A graph summarizing the results

Editor’s Note: It’s challenging to use machine learning. This article by Polina Khapikova, Akshatha Muralidhar, Muhammad Qureshi, and Willie Santos outlines their approach to use ML to classify Malware applications on Android.

Introduction

This week, our group approached the final part of our research project: implementing the machine learning algorithms we worked on previously, to classify Android malware. In this post, we will discuss the steps we took and the challenges we came across to modify our existing program to work with Android files. We also implemented data visualization at the end, in order to get a more pictorial view of the results we obtained.

Methods and Challenges

First, we had to do some research about what apk files were. Similar to PE files, or .exe files for the Windows operating system, .apk is a file format used by the Android operating system to install and execute applications.

To build our dataset, we found clean apk files on sites like apkmirror.com and apk-dl.com. For our malicious files we used the github repository https://github.com/ashishb/android-malware.

We identified several features of the files to use for the Machine Learning algorithms. Two features we considered using were the size of the file and its certificate. However, we later removed these features. The file size was evenly distributed between the malicious and non-malicious applications, so it did not help us with our classification. Likewise, we learned that Android requires a certificate for every application, so this also did not help the algorithms categorize the files.

Thus, the main features we used were the permissions that an application requests from the system. Android splits the app permissions into two categories — “normal” and “dangerous”. The normal category is made up of permissions that Android does not think pose a security risk — for example, whether or not the phone is connected to a wifi network. The dangerous category is made up of permissions that could pose a security risk, allowing the user’s privacy to be compromised, or their data to be accessed or modified. This category includes permissions such as using the phone’s camera, recording audio, or reading text messages. (The dangerous permissions are the one Android asks about when you download apps through the Play Store. For more information, you can go to this link: https://developer.android.com/guide/topics/permissions/requesting.html)

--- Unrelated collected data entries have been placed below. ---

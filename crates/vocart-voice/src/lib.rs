//! Voice I/O for shopping sessions.
//!
//! [`VoiceIo`] wraps a [`Recognizer`] and a [`Synthesizer`] and exposes the two
//! operations the workflow needs: `speak` and `listen`. Recognition failures are
//! split into retryable misses and terminal service failures.

mod capture;
mod console;
mod endpoint;
mod error;
mod io;
mod microphone;
mod playback;
mod stt;
#[cfg(test)]
mod testing;
mod tts;

pub use capture::{AudioCapture, SAMPLE_RATE, samples_to_wav};
pub use console::{ConsoleRecognizer, SilentSynthesizer};
pub use endpoint::{EndpointState, Endpointer, ListenSettings};
pub use error::{Error, RecognitionError, Result};
pub use io::{Recognizer, Synthesizer, VoiceIo};
pub use microphone::MicrophoneRecognizer;
pub use playback::AudioPlayback;
pub use stt::SpeechToText;
pub use tts::{SpeakerSynthesizer, TextToSpeech};
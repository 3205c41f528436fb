//! Log capture shared by unit tests

use std::io::Write;
use std::sync::{Arc, Mutex};

use tracing_subscriber::fmt::MakeWriter;

/// Collects formatted log lines in memory
#[derive(Clone, Default)]
pub struct LogCapture(Arc<Mutex<Vec<u8>>>);

impl LogCapture {
    /// Subscriber writing every event at `level` and above into this capture
    pub fn subscriber(
        &self,
        level: tracing::Level,
    ) -> impl tracing::Subscriber + Send + Sync + use<> {
        tracing_subscriber::fmt()
            .with_max_level(level)
            .with_ansi(false)
            .without_time()
            .with_writer(self.clone())
            .finish()
    }

    pub fn contents(&self) -> String {
        String::from_utf8_lossy(&self.0.lock().unwrap()).into_owned()
    }
}

impl Write for LogCapture {
    fn write(&mut self, buf: &[u8]) -> std::io::Result<usize> {
        self.0.lock().unwrap().extend_from_slice(buf);
        Ok(buf.len())
    }

    fn flush(&mut self) -> std::io::Result<()> {
        Ok(())
    }
}

impl<'a> MakeWriter<'a> for LogCapture {
    type Writer = LogCapture;

    fn make_writer(&'a self) -> Self::Writer {
        self.clone()
    }
}
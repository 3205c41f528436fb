use anyhow::{Context, Result};
use clap::{Args, ValueEnum};
use std::path::PathBuf;
use std::time::Duration;
use vocart_browser::{BrowserConfig, DEFAULT_DEBUGGING_PORT, ProfileChoice};
use vocart_core::Marketplace;
use vocart_voice::ListenSettings;

#[derive(Copy, Clone, Debug, Eq, PartialEq, ValueEnum)]
pub enum VoiceMode {
    /// Microphone and speakers through the OpenAI speech APIs
    Speech,
    /// Type answers on the terminal; prompts are only printed
    Console,
}

#[derive(Args, Debug, Clone)]
pub struct MarketplaceArgs {
    /// Storefront home page
    #[arg(long, env = "VOCART_BASE_URL", default_value = "https://www.amazon.in")]
    pub base_url: String,

    /// Currency symbol for prices assembled from whole and fraction parts
    #[arg(long, env = "VOCART_CURRENCY", default_value = "₹")]
    pub currency: String,
}

impl MarketplaceArgs {
    pub fn marketplace(&self) -> Result<Marketplace> {
        Marketplace::new(&self.base_url, self.currency.clone())
            .with_context(|| format!("Invalid base URL: {}", self.base_url))
    }
}

#[derive(Args, Debug, Clone)]
pub struct RunArgs {
    /// Path to Chrome binary (auto-detected if not specified)
    #[arg(long, env = "VOCART_CHROME_PATH")]
    pub chrome_path: Option<PathBuf>,

    /// Named profile kept in ~/.vocart/profiles (keeps you signed in between runs)
    #[arg(long, env = "VOCART_PROFILE", conflicts_with = "temp")]
    pub profile: Option<String>,

    /// Use a temporary profile deleted at exit (the default)
    #[arg(long)]
    pub temp: bool,

    /// Chrome remote debugging port
    #[arg(long, env = "VOCART_PORT", default_value_t = DEFAULT_DEBUGGING_PORT)]
    pub port: u16,

    /// Directory the session CSV is written to
    #[arg(short, long, env = "VOCART_OUTPUT_DIR", default_value = ".")]
    pub output_dir: PathBuf,

    #[command(flatten)]
    pub marketplace: MarketplaceArgs,

    /// How prompts are delivered and answers captured
    #[arg(long, value_enum, env = "VOCART_VOICE", default_value = "speech")]
    pub voice: VoiceMode,

    /// API key for speech recognition and synthesis
    #[arg(long, env = "OPENAI_API_KEY", hide_env_values = true)]
    pub openai_api_key: Option<String>,

    /// Speech-to-text model
    #[arg(long, env = "VOCART_STT_MODEL", default_value = "whisper-1")]
    pub stt_model: String,

    /// Transcription endpoint of a self-hosted OpenAI-compatible server
    #[arg(long, env = "VOCART_STT_ENDPOINT")]
    pub stt_endpoint: Option<String>,

    /// Text-to-speech voice
    #[arg(long, env = "VOCART_TTS_VOICE", default_value = "alloy")]
    pub tts_voice: String,

    /// Speaking rate, from 0.25 to 4.0
    #[arg(long, value_name = "RATE", default_value_t = 1.0)]
    pub tts_speed: f32,

    /// Give up on a question after this many unanswered prompts (retries forever if unset)
    #[arg(long, value_name = "N", value_parser = clap::value_parser!(u32).range(1..))]
    pub max_attempts: Option<u32>,

    /// Seconds to wait for speech to start
    #[arg(long, value_name = "SECS", default_value_t = 10)]
    pub listen_timeout: u64,

    /// Longest phrase captured, in seconds
    #[arg(long, value_name = "SECS", default_value_t = 10)]
    pub phrase_limit: u64,
}

impl RunArgs {
    pub fn profile_choice(&self) -> ProfileChoice {
        match &self.profile {
            Some(name) if !self.temp => ProfileChoice::Named(name.clone()),
            _ => ProfileChoice::Temporary,
        }
    }

    pub fn browser_config(&self) -> BrowserConfig {
        BrowserConfig {
            chrome_path: self.chrome_path.clone(),
            profile: self.profile_choice(),
            port: self.port,
        }
    }

    pub fn listen_settings(&self) -> ListenSettings {
        ListenSettings {
            timeout: Duration::from_secs(self.listen_timeout),
            phrase_limit: Duration::from_secs(self.phrase_limit),
            ..ListenSettings::default()
        }
    }
}
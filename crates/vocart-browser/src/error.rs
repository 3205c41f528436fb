use thiserror::Error;

#[derive(Error, Debug)]
pub enum Error {
    #[error("Browser error: {0}")]
    Browser(String),

    #[error("CDP error: {0}")]
    Cdp(String),

    #[error("Element not found: {0}")]
    ElementNotFound(String),

    #[error("Timed out waiting for {0}")]
    Timeout(String),

    #[error("Invalid selector: {0}")]
    InvalidSelector(String),

    #[error("Unsupported lookup: {0}")]
    Unsupported(String),

    #[error("IO error: {0}")]
    Io(#[from] std::io::Error),

    #[error(transparent)]
    Core(#[from] vocart_core::Error),
}

impl From<chromiumoxide::error::CdpError> for Error {
    fn from(err: chromiumoxide::error::CdpError) -> Self {
        Error::Cdp(err.to_string())
    }
}

pub type Result<T> = std::result::Result<T, Error>;
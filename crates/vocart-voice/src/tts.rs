//! Text-to-speech through the OpenAI speech endpoint

use async_trait::async_trait;

use crate::io::Synthesizer;
use crate::{AudioPlayback, Error, Result};

const SPEECH_ENDPOINT: &str = "https://api.openai.com/v1/audio/speech";

#[derive(serde::Serialize)]
struct SpeechRequest<'a> {
    model: &'a str,
    input: &'a str,
    voice: &'a str,
    speed: f32,
}

/// Synthesizes MP3 speech from text
pub struct TextToSpeech {
    client: reqwest::Client,
    api_key: String,
    voice: String,
    model: String,
    speed: f32,
}

impl TextToSpeech {
    /// # Errors
    ///
    /// Returns error if the API key is empty
    pub fn new(api_key: String, voice: String) -> Result<Self> {
        if api_key.trim().is_empty() {
            return Err(Error::Config("OpenAI API key required for TTS".to_string()));
        }

        Ok(Self {
            client: reqwest::Client::new(),
            api_key,
            voice,
            model: "tts-1".to_string(),
            speed: 1.0,
        })
    }

    pub fn with_speed(mut self, speed: f32) -> Self {
        self.speed = speed.clamp(0.25, 4.0);
        self
    }

    /// # Errors
    ///
    /// Returns error if the request fails or the service rejects it
    pub async fn synthesize(&self, text: &str) -> Result<Vec<u8>> {
        let request = SpeechRequest {
            model: &self.model,
            input: text,
            voice: &self.voice,
            speed: self.speed,
        };

        let response = self
            .client
            .post(SPEECH_ENDPOINT)
            .bearer_auth(&self.api_key)
            .json(&request)
            .send()
            .await?;

        if !response.status().is_success() {
            let status = response.status();
            let body = response.text().await.unwrap_or_default();
            return Err(Error::Tts(format!("speech API error {status}: {body}")));
        }

        Ok(response.bytes().await?.to_vec())
    }
}

/// Says text through the speakers
pub struct SpeakerSynthesizer {
    tts: TextToSpeech,
    playback: AudioPlayback,
}

impl SpeakerSynthesizer {
    pub fn new(tts: TextToSpeech, playback: AudioPlayback) -> Self {
        Self { tts, playback }
    }
}

#[async_trait(?Send)]
impl Synthesizer for SpeakerSynthesizer {
    async fn say(&mut self, text: &str) -> Result<()> {
        let audio = self.tts.synthesize(text).await?;
        self.playback.play_mp3(&audio)
    }
}
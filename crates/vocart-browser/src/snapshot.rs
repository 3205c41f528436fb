//! [`PageDriver`] over saved page HTML.
//!
//! Lets product extraction run offline against a page saved from the browser.
//! Interactions succeed without effect when the element exists. The only XPath
//! understood is a labelled-sibling lookup such as
//! `//th[text()='ASIN']/following-sibling::td`; anything else reports
//! [`Error::Unsupported`].

use crate::{Error, Locator, PageDriver, Result};
use async_trait::async_trait;
use scraper::{ElementRef, Html, Selector};

pub struct HtmlSnapshot {
    document: Html,
    url: String,
}

impl HtmlSnapshot {
    pub fn new(html: &str, url: impl Into<String>) -> Self {
        Self {
            document: Html::parse_document(html),
            url: url.into(),
        }
    }

    fn selector(locator: &Locator) -> Result<Selector> {
        let css = locator.css_selector().ok_or_else(|| {
            Error::Unsupported(format!("{} needs a live page", locator))
        })?;
        Selector::parse(&css).map_err(|e| Error::InvalidSelector(format!("{}: {}", css, e)))
    }

    fn find(&self, locator: &Locator) -> Result<ElementRef<'_>> {
        let found = match locator {
            Locator::XPath(expression) => LabelledSibling::parse(expression)
                .ok_or_else(|| Error::Unsupported(format!("{} needs a live page", locator)))?
                .find(&self.document)?,
            _ => {
                let selector = Self::selector(locator)?;
                self.document.select(&selector).next()
            }
        };
        found.ok_or_else(|| Error::ElementNotFound(locator.to_string()))
    }
}

/// `//label_tag[text()='label']/following-sibling::sibling_tag`
#[derive(Debug, PartialEq, Eq)]
struct LabelledSibling {
    label_tag: String,
    label: String,
    sibling_tag: String,
}

impl LabelledSibling {
    fn parse(expression: &str) -> Option<Self> {
        let rest = expression.trim().strip_prefix("//")?;
        let (label_tag, rest) = rest.split_once("[text()=")?;
        let quote = rest.chars().next().filter(|c| *c == '\'' || *c == '"')?;
        let (label, rest) = rest[1..].split_once(quote)?;
        let sibling_tag = rest.strip_prefix("]/following-sibling::")?;

        let is_tag = |tag: &str| !tag.is_empty() && tag.chars().all(|c| c.is_ascii_alphanumeric());
        if !is_tag(label_tag) || !is_tag(sibling_tag) {
            return None;
        }

        Some(Self {
            label_tag: label_tag.to_string(),
            label: label.to_string(),
            sibling_tag: sibling_tag.to_string(),
        })
    }

    /// First `sibling_tag` after the first label whose trimmed text matches
    fn find<'a>(&self, document: &'a Html) -> Result<Option<ElementRef<'a>>> {
        let labels = Selector::parse(&self.label_tag)
            .map_err(|e| Error::InvalidSelector(format!("{}: {}", self.label_tag, e)))?;

        Ok(document
            .select(&labels)
            .filter(|label| label.text().collect::<String>().trim() == self.label)
            .find_map(|label| {
                label
                    .next_siblings()
                    .filter_map(ElementRef::wrap)
                    .find(|sibling| sibling.value().name() == self.sibling_tag)
            }))
    }
}

#[async_trait(?Send)]
impl PageDriver for HtmlSnapshot {
    async fn current_url(&self) -> Result<String> {
        Ok(self.url.clone())
    }

    async fn text(&self, locator: &Locator) -> Result<String> {
        let element = self.find(locator)?;
        Ok(element.text().collect::<String>().trim().to_string())
    }

    async fn attribute(&self, locator: &Locator, name: &str) -> Result<Option<String>> {
        let element = self.find(locator)?;
        Ok(element.value().attr(name).map(str::to_string))
    }

    async fn is_present(&self, locator: &Locator) -> Result<bool> {
        match self.find(locator) {
            Ok(_) => Ok(true),
            Err(Error::ElementNotFound(_)) => Ok(false),
            Err(e) => Err(e),
        }
    }

    async fn is_clickable(&self, locator: &Locator) -> Result<bool> {
        let element = self.find(locator)?;
        Ok(element.value().attr("disabled").is_none())
    }

    async fn scroll_into_view(&self, locator: &Locator) -> Result<()> {
        self.find(locator).map(|_| ())
    }

    async fn highlight(&self, locator: &Locator) -> Result<()> {
        self.find(locator).map(|_| ())
    }

    async fn type_text(&self, locator: &Locator, _text: &str) -> Result<()> {
        self.find(locator).map(|_| ())
    }

    async fn click(&self, locator: &Locator) -> Result<()> {
        self.find(locator)?;
        tracing::debug!(locator = %locator, "click on a snapshot has no effect");
        Ok(())
    }

    async fn force_click(&self, locator: &Locator) -> Result<()> {
        self.click(locator).await
    }
}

We used a github repository called apk_parse, that itself relied on the popular Android malware repository Androguard, to extract features. However, most of the features we found were returned as strings, which was incompatible with the ML algorithms we are using. To avoid having to research and select new algorithms, we modified the majority of our features to be Binary: whether or not the specified permission is requested by the application. (The one exception to this is the file size, which was returned as an integer).

Another unexpected challenge that we faced was finding a solid source where we could download malicious apk files. The only site we were able to pull malicious files from was a github repository (mentioned earlier). As of right now, roughly 35% of our collected apk files are malicious and the rest are clean. We hope to find more malicious files but we will be working with the files that we have already collected up to this point.

Another problem was that we originally studied, and began writing in Python 3. However, the github repositories we found used Python 2, so we had to convert all of our code into Python 2 so the different files would be compatible.

Visualization

We used the matplotlib Python library to make a bar graph (shown below) so we could visualize how the features correlated to the maliciousness of the application. From the bar graph we derived from our python code, we can infer that the percentage of non-malicious files that required permissions were lesser than the percentage of malicious files that required permissions. This data makes sense theoretically, because malicious APK files will want more of the user information to use for compromising their privacy than non-malicious APK files.


In order to dissect the permissions that the malicious and non-malicious APK files asked for, we created a table.

Results

From the data in the table, we can notice that 93.75% of the malicious APK files want to read the user’s phone state. The read phone state permission, allows the app to read the user’s phone number and serial number. It can also detect when a call is active, and the number it is calling. You can see why this would be a good permission for malicious applications to gain access to your information.

Future Steps

Since our internship is coming to an end, we are trying to wrap up our project this week. However, we are looking into ways to extend this project if a later opportunity presents itself.

One way would be to experiment with using different features. For example, what providers, receivers, services, and activities the app uses.

Another direction would be to use a framework such as Kivy to turn our program into an Android application. This could then be installed on a phone and work as an antivirus. It would use the machine learning techniques to correctly scan the android system, detect and remove the malware.